Let Israel rejoice in their Maker;

            Let the people of Zion be glad in their King

Let them praise his name with dancing

            And make music to him with tambourine and harp.

For the Lord takes delight in his people;

            He crowns the humble with salvation.”

~Psalm 149:1-4

h1

Church Without Walls

September 30, 2007

Team Zambezia25 People, 13 Days, 11 Villages: One Purpose

It is impossible to convey in one email all that I saw the Lord do and all I learned about His character and Kingdom during two weeks in the bush. Really, I’m finding it impossible to put into words at all. But I will try to tell some of my favorite stories here. Please don’t hesitate to ask me questions or ask for more stories—I can’t promise I’ll have answers (as I’m finding I generally have many more questions than answers) or even make sense, but I will try my best.road kill for dinner

First let me tell you about the night we ate road kill for dinner. Yes, that’s right. Procured from the side of the road while in transit to one of the last villages we visited, totally flattened but with fur, head, and paws intact. Ratazon, we were told, of the Porko family. I’m still not entirely sure what animal it was, but I can tell you that it decidedly did not taste like chicken. This, in my opinion, totally beats the goat.

All food aside, extended outreach pushed all of us to our limits and beyond. It was physically, emotionally, and spiritually exhausting, challenging and stretching my faith and dependence on God in countless ways. It was the closest thing I have ever witnessed to the book of Acts, lived out in the world today. I saw the Kingdom of God at hand as a lame man was healed and danced for joy before His new-found Savior; as a 4-year-old deaf girl heard her name spoken after two years of silence; as a young boy moved his paralyzed hand for the first time; as fevers broke, headaches left, and stomach pain retreated when we proclaimed the all-powerful Name of the Jesus. I saw the Kingdom at hand as mothers repented of witchcraft and cut fetishes off their children, as the light of life and salvation came into the eyes of the demonized when they were delivered from darkness and oppression; as men, women, and children were saved, healed, and set free.

One of the most eye-opening parts of this experience was seeing a completely integrated medical model at work, treating the physical and spiritual as intimately interconnected.
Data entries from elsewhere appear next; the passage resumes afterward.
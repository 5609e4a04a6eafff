#![allow(dead_code)]


// Logging is auto-installed for every test binary
#[ctor::ctor]
fn init_logging() {
    roulette_test_support::logging::init();
}
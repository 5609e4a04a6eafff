//! Properties of the elimination check and reset over random histories.

use proptest::prelude::*;
use roulette::domain::{Phase, RoundOutcome};
use roulette::{RunCheck, SessionConfig};

use crate::common::proptest_prelude::proptest_prelude_config;
use crate::support::flow::{submit_all, to_summary};
use crate::support::session::TestSession;

fn runtime() -> tokio::runtime::Runtime {
    tokio::runtime::Builder::new_current_thread()
        .build()
        .expect("tokio runtime")
}

fn outcome() -> impl Strategy<Value = RoundOutcome> {
    prop_oneof![Just(RoundOutcome::Win), Just(RoundOutcome::Loss)]
}

proptest! {
    #![proptest_config(proptest_prelude_config())]

    /// Whatever happened before, a reset bumps `runCounter` by one, zeroes
    /// the run tallies and keeps the cumulative ones.
    #[test]
    fn reset_accounting(
        participants in 1usize..=5,
        alive in 1usize..=3,
        wins_first in prop::collection::vec(any::<bool>(), 0..4),
        seed in any::<u64>(),
    ) {
        runtime().block_on(async {
            let config = SessionConfig::default().with_seed(seed).with_alive_per_run(alive);
            let s = TestSession::with_config(participants, config).await;
            let owner = s.owner();
            s.flow.start_run(&owner).await.unwrap();

            for win in &wins_first {
                let outcome = if *win { RoundOutcome::Win } else { RoundOutcome::Loss };
                s.flow.start_round(&owner).await.unwrap();
                s.flow.end_round(&owner, outcome).await.unwrap();
            }

            let before = owner.run_stats().unwrap();
            s.flow.start_round(&owner).await.unwrap();
            s.flow.end_round(&owner, RoundOutcome::Loss).await.unwrap();

            let mut check = RunCheck::NotReady;
            while !check.is_reset() {
                check = submit_all(&s.flow, &owner, RoundOutcome::Loss).await.unwrap();
                if !check.is_reset() {
                    s.flow.start_round(&owner).await.unwrap();
                    s.flow.end_round(&owner, RoundOutcome::Loss).await.unwrap();
                }
            }

            let after = owner.run_stats().unwrap();
            prop_assert_eq!(after.run_counter, before.run_counter + 1);
            prop_assert_eq!((after.wins, after.losses), (0, 0));
            prop_assert_eq!(after.cumulative_wins, before.cumulative_wins);
            prop_assert!(after.cumulative_losses >= before.cumulative_losses + 1);
            prop_assert_eq!(owner.phase(), Some(Phase::Idle));
            for p in owner.participants().unwrap() {
                prop_assert!(p.alive_resources.is_empty() && p.grave_resources.is_empty());
                prop_assert!(p.main_role.is_none() && p.last_summary.is_none());
            }
            Ok::<(), TestCaseError>(())
        })?;
    }

    /// The check never writes unless the round is complete.
    #[test]
    fn check_is_inert_until_everyone_reports(
        participants in 2usize..=5,
        reporting in 0usize..5,
        round_outcome in outcome(),
    ) {
        runtime().block_on(async {
            let s = TestSession::new(participants).await;
            let owner = s.owner();
            to_summary(&s.flow, &owner, round_outcome).await;

            let reporters = reporting.min(participants - 1);
            for p in owner.participants().unwrap().into_iter().take(reporters) {
                let summary = crate::support::flow::summary_for(&p, round_outcome);
                let check = s.flow.submit_summary(&owner, &p.id, summary).await.unwrap();
                prop_assert_eq!(check, RunCheck::NotReady);
            }

            let commits = s.channel.commits();
            prop_assert_eq!(s.flow.check_run_over(&owner).await.unwrap(), RunCheck::NotReady);
            prop_assert_eq!(s.channel.commits(), commits);
            Ok::<(), TestCaseError>(())
        })?;
    }
}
As I’m sure you can imagine, this approach to medical care is unlike anything I’ve ever seen in the West and it challenged many of my worldviews and assumptions. Dr. Angela, who is from the UK, led the medical team and welcomed me to join them part-way through the trip to help distribute worm medicine and pray over the children in each village. Dr. Angela’s heart is to take medical care out into the community, to people who have no access to doctors or hospitals. For the average Mozambican who is sick or injured, the witch doctor is the most widely accepted (and often only) place to turn. But when people see the greater power of Jesus at work as He heals their bodies and breathes life into their spirits, a world free from fear and oppression is opened up to them.
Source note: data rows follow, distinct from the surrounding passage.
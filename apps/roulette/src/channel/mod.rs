//! Shared state channel: the document store the session core reads and
//! writes through.
//!
//! The core never talks to a concrete store. It subscribes to records and
//! submits all-or-nothing batches through [`SharedStateChannel`];
//! [`memory::InMemoryChannel`] is the reference implementation.

pub mod memory;
pub mod subscription;

use std::collections::BTreeMap;
use std::fmt;

use async_trait::async_trait;
use serde::{Deserialize, Serialize};
use thiserror::Error;

use crate::domain::{Participant, ParticipantId, RunStats, SessionId, SessionState};

pub use memory::InMemoryChannel;
pub use subscription::{Feed, StoreSnapshot, Subscription};

/// Channel-level failures. A failed write leaves every record at its prior
/// committed value.
#[derive(Error, Debug, Clone, PartialEq, Eq)]
pub enum ChannelError {
    #[error("channel unavailable: {0}")]
    Unavailable(String),
    #[error("write rejected: {0}")]
    Rejected(String),
    #[error("channel closed")]
    Closed,
    #[error("corrupt record at {path}: {detail}")]
    Corrupt { path: String, detail: String },
}

/// Address of one logical record, keyed by session and participant id.
#[derive(Debug, Clone, PartialEq, Eq, PartialOrd, Ord, Hash)]
pub enum RecordPath {
    Session(SessionId),
    Stats(SessionId),
    Participant(SessionId, ParticipantId),
}

impl RecordPath {
    pub fn session_id(&self) -> &SessionId {
        match self {
            RecordPath::Session(id) | RecordPath::Stats(id) | RecordPath::Participant(id, _) => id,
        }
    }
}

impl fmt::Display for RecordPath {
    fn fmt(&self, f: &mut fmt::Formatter<'_>) -> fmt::Result {
        match self {
            RecordPath::Session(id) => write!(f, "sessions/{id}"),
            RecordPath::Stats(id) => write!(f, "sessions/{id}/stats"),
            RecordPath::Participant(id, pid) => write!(f, "sessions/{id}/participants/{pid}"),
        }
    }
}

/// Any record the channel can hold.
#[derive(Debug, Clone, PartialEq, Eq, Serialize, Deserialize)]
#[serde(tag = "kind", content = "data", rename_all = "snake_case")]
pub enum Record {
    Session(SessionState),
    Stats(RunStats),
    Participant(Participant),
}

impl Record {
    /// Whether this record shape belongs at `path`.
    pub fn fits(&self, path: &RecordPath) -> bool {
        match (self, path) {
            (Record::Session(_), RecordPath::Session(_)) => true,
            (Record::Stats(_), RecordPath::Stats(_)) => true,
            (Record::Participant(p), RecordPath::Participant(_, pid)) => p.id == *pid,
            _ => false,
        }
    }

    pub fn into_session(self) -> Option<SessionState> {
        match self {
            Record::Session(s) => Some(s),
            _ => None,
        }
    }

    pub fn into_stats(self) -> Option<RunStats> {
        match self {
            Record::Stats(s) => Some(s),
            _ => None,
        }
    }

    pub fn into_participant(self) -> Option<Participant> {
        match self {
            Record::Participant(p) => Some(p),
            _ => None,
        }
    }
}

/// Ordered set of puts that must commit together.
///
/// A later put to the same path replaces an earlier one.
#[derive(Debug, Clone, Default)]
pub struct WriteBatch {
    writes: BTreeMap<RecordPath, Record>,
}

impl WriteBatch {
    pub fn new() -> Self {
        Self::default()
    }

    pub fn put(&mut self, path: RecordPath, record: Record) -> &mut Self {
        self.writes.insert(path, record);
        self
    }

    pub fn put_session(&mut self, session_id: &SessionId, state: SessionState) -> &mut Self {
        self.put(RecordPath::Session(session_id.clone()), Record::Session(state))
    }

    pub fn put_stats(&mut self, session_id: &SessionId, stats: RunStats) -> &mut Self {
        self.put(RecordPath::Stats(session_id.clone()), Record::Stats(stats))
    }

    pub fn put_participant(&mut self, session_id: &SessionId, participant: Participant) -> &mut Self {
        let path = RecordPath::Participant(session_id.clone(), participant.id.clone());
        self.put(path, Record::Participant(participant))
    }

    pub fn len(&self) -> usize {
        self.writes.len()
    }

    pub fn is_empty(&self) -> bool {
        self.writes.is_empty()
    }

    pub fn iter(&self) -> impl Iterator<Item = (&RecordPath, &Record)> {
        self.writes.iter()
    }

    pub fn into_writes(self) -> BTreeMap<RecordPath, Record> {
        self.writes
    }
}

/// Document store consumed by the session core.
///
/// `subscribe` delivers the current value first and every committed change
/// after it. `atomic_write` commits the whole batch or nothing.
/// `single_write` is for independent per-participant updates.
#[async_trait]
pub trait SharedStateChannel: Send + Sync {
    fn subscribe(&self, path: &RecordPath) -> Subscription;

    async fn atomic_write(&self, batch: WriteBatch) -> Result<(), ChannelError>;

    async fn single_write(&self, path: RecordPath, record: Record) -> Result<(), ChannelError>;
}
In each village, we worked in pairs or teams of 3 giving worm medicine (de-worming) the children and praying over each one. In doing this, we proclaimed life, healing and salvation in the Name of Jesus, laying hands on each child and praying as the Holy Spirit directed. Meanwhile, Dr. Angela would see adults needing medical care. Before treating anything, though, she and her team (with interpreters to help with communication) talked with each patient, finding out their history and spiritual state and praying with them, sometimes leading them to salvation and/or through prayers of repentance. A large majority of the time, Dr. Angela wouldn’t distribute any medication or treatment of any kind because the person would be supernaturally healed and/or delivered! Other times, when the line outside the medical tent was too long and it was getting dark, we would just start praying for people who weren’t going to get to see Dr. Angela and they would be healed, not needing to see her after all. It was beautiful to see the joy of the Lord fill people as they experienced His healing touch and loving Presence for the first time. In one village, Octavia (from the US) and I were praying, along with an interpreter, for a woman who complained of many ailments, including headache and chronic, intense stomach pain. Her headache left completely when we prayed, but the stomach pain did not. As we spoke with her, she eventually said that she had performed 3 abortions on herself in years past, after which the abdominal pain had started. As we led her through prayers of repentance, we watched as the Lord assured her of His love and forgiveness and filled her with new life. Her whole countenance changed, God’s immense joy bubbling up in her. Of course, her abdominal pain left. But the greater miracle there was in the deeper work God did in this woman’s heart and spirit.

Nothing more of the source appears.